* WHAT THE EXERCISE ASKS
Of the lines below, write out exactly those from the line with "failure (provider, parse" through the line with "-> Result<LearningPlan, AppError>", both included, and skip the rest.

* Data excerpts
▬▬▬

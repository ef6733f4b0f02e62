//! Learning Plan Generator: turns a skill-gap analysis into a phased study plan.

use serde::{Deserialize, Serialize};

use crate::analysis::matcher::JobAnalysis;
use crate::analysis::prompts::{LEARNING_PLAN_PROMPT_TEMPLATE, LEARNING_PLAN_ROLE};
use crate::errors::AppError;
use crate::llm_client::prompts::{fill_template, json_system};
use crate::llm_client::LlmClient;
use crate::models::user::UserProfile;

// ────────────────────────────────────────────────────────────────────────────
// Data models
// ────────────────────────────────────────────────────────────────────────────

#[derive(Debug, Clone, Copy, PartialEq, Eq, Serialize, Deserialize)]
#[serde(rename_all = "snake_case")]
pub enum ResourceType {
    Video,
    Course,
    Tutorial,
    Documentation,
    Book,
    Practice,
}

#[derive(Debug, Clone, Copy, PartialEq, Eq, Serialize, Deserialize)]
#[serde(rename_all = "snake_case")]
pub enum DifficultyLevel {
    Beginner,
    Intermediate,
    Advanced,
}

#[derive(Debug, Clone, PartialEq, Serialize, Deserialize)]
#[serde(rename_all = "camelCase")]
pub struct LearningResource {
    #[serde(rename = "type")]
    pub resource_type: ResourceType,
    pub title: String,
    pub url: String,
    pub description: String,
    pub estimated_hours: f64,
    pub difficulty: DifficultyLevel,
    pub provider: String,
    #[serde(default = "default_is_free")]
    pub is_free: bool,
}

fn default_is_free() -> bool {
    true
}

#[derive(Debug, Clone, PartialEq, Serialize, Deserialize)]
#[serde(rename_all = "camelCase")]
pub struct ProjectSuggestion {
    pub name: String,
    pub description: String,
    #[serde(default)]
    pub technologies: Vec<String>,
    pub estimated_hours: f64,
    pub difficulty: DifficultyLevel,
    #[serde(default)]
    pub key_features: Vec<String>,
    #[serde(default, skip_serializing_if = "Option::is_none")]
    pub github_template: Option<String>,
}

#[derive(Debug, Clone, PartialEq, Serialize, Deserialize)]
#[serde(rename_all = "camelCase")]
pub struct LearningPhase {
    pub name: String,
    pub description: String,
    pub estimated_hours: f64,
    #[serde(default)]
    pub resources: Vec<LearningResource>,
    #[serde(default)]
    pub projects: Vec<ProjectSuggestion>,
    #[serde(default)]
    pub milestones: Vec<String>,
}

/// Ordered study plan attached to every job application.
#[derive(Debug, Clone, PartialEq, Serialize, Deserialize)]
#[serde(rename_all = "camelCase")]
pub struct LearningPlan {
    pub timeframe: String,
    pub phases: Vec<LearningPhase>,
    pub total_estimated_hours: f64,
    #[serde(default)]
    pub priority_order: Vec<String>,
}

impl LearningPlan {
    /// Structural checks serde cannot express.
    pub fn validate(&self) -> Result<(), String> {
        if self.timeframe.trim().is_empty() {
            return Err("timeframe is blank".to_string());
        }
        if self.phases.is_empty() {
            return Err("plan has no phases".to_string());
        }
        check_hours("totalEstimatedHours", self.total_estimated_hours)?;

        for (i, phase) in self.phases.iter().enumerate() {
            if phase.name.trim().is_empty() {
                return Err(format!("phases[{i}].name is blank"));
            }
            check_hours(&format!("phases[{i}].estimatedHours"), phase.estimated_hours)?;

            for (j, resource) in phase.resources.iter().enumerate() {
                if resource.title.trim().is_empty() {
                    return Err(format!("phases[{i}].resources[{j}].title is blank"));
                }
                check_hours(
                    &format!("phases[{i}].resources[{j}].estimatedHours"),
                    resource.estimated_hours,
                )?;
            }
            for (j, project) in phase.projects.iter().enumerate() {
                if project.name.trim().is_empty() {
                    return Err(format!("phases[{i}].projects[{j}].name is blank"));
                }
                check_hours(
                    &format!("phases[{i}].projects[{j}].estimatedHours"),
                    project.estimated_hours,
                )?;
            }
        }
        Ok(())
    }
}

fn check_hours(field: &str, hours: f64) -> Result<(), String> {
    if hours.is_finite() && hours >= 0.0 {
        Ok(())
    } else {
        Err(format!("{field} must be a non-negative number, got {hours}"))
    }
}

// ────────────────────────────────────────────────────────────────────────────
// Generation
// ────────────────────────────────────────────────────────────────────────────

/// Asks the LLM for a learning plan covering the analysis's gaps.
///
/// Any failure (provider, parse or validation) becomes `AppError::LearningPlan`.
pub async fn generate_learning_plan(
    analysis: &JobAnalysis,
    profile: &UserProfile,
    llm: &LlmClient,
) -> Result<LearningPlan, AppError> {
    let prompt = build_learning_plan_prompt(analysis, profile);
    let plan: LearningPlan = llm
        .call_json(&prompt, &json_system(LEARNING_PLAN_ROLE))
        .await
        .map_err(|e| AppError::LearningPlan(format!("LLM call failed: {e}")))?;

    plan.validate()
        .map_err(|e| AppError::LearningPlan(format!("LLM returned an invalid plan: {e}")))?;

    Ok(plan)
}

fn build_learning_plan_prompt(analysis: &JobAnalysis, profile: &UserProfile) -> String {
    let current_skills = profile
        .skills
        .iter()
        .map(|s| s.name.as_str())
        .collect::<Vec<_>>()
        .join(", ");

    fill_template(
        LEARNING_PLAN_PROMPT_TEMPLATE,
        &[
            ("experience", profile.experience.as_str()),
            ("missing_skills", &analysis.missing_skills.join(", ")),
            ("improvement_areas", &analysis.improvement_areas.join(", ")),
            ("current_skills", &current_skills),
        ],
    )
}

▬▬▬

* TASK SOLUTION
/// Any failure (provider, parse or validation) becomes `AppError::LearningPlan`.
pub async fn generate_learning_plan(
    analysis: &JobAnalysis,
    profile: &UserProfile,
    llm: &LlmClient,
) -> Result<LearningPlan, AppError> {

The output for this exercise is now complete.